WORK TO COMPLETE »
Find the string "CardRequest" in the records. Copy every line it appears in.

DATA TO PROCESS »
§ §
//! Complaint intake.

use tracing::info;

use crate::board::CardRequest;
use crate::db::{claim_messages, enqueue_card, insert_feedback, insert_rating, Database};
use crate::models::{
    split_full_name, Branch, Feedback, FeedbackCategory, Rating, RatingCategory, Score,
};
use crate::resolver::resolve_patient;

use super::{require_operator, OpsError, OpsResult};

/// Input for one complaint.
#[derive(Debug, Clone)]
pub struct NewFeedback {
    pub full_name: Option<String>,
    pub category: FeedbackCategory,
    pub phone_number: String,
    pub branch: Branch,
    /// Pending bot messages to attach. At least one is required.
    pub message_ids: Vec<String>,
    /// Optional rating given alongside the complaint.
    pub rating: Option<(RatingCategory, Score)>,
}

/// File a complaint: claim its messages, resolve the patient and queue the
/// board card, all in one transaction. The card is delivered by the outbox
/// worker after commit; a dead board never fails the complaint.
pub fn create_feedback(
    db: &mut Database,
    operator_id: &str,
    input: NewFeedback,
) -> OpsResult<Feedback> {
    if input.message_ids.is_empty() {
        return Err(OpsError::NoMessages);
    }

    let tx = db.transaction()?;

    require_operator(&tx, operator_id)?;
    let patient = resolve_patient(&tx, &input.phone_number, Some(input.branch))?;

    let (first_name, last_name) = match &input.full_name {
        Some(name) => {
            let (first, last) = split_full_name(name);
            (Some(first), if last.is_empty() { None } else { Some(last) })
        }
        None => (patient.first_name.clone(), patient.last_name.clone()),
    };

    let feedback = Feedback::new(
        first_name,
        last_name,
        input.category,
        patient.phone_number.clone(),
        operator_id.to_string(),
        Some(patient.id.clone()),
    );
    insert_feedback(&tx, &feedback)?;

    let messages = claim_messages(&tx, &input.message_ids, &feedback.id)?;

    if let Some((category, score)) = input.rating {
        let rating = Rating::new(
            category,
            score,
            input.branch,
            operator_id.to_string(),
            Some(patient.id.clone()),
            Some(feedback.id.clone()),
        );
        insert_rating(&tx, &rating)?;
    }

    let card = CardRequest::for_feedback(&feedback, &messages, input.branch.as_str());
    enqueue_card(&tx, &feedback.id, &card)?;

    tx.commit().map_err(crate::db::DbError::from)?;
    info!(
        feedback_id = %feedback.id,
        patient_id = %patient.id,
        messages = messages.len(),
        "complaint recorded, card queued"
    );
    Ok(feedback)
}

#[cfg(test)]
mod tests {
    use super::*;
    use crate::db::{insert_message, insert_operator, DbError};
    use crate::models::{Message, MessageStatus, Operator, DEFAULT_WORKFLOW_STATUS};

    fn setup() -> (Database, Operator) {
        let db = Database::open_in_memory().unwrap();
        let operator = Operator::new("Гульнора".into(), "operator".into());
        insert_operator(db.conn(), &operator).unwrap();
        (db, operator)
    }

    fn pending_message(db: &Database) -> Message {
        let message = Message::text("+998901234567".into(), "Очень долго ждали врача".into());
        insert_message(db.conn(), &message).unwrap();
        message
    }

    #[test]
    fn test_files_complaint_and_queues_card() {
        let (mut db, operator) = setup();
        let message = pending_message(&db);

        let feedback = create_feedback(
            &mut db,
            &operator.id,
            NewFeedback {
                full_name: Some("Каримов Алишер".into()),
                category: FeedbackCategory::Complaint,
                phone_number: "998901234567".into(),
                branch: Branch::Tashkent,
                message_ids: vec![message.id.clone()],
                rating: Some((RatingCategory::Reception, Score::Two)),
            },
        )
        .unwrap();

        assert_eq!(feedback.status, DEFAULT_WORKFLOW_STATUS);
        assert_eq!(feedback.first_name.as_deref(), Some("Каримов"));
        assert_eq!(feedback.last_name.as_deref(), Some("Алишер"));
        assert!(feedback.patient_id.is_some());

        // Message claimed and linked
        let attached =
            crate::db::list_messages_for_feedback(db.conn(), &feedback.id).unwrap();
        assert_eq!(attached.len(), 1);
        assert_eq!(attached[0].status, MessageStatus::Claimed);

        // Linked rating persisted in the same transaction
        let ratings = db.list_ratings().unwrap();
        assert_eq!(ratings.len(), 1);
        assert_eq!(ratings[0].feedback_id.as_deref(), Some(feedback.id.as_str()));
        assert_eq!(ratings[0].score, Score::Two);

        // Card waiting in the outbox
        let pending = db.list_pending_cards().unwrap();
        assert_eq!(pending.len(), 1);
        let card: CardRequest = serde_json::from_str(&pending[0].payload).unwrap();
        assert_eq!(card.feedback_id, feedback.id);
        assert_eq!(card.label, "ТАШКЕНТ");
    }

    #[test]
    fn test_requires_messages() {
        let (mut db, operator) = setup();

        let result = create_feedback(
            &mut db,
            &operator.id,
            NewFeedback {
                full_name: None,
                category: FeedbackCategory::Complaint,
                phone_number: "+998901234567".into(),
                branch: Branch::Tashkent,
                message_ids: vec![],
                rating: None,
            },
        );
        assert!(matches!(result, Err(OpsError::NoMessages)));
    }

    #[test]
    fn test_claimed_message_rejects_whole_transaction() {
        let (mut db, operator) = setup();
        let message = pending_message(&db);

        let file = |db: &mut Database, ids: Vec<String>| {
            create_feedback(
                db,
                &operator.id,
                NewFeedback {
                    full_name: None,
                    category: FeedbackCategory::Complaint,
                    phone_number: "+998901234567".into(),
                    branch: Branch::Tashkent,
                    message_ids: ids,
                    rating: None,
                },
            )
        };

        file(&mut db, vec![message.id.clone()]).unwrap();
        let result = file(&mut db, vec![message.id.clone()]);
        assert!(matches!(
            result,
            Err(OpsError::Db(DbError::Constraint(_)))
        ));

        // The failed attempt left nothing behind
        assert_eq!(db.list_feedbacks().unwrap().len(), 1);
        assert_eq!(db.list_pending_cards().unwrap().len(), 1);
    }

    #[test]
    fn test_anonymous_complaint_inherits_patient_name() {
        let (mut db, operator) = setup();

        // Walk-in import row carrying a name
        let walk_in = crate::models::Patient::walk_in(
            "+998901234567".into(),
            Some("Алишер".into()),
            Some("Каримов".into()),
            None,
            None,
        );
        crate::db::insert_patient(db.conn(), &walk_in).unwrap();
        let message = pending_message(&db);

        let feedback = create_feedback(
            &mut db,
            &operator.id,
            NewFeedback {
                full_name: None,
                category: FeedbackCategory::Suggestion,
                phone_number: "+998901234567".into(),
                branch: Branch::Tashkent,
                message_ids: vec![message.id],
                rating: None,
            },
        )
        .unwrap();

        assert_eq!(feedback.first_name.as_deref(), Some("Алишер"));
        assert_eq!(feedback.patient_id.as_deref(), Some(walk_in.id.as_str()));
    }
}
§ §
THE ANSWER »
use crate::board::CardRequest;
    let card = CardRequest::for_feedback(&feedback, &messages, input.branch.as_str());
        let card: CardRequest = serde_json::from_str(&pending[0].payload).unwrap();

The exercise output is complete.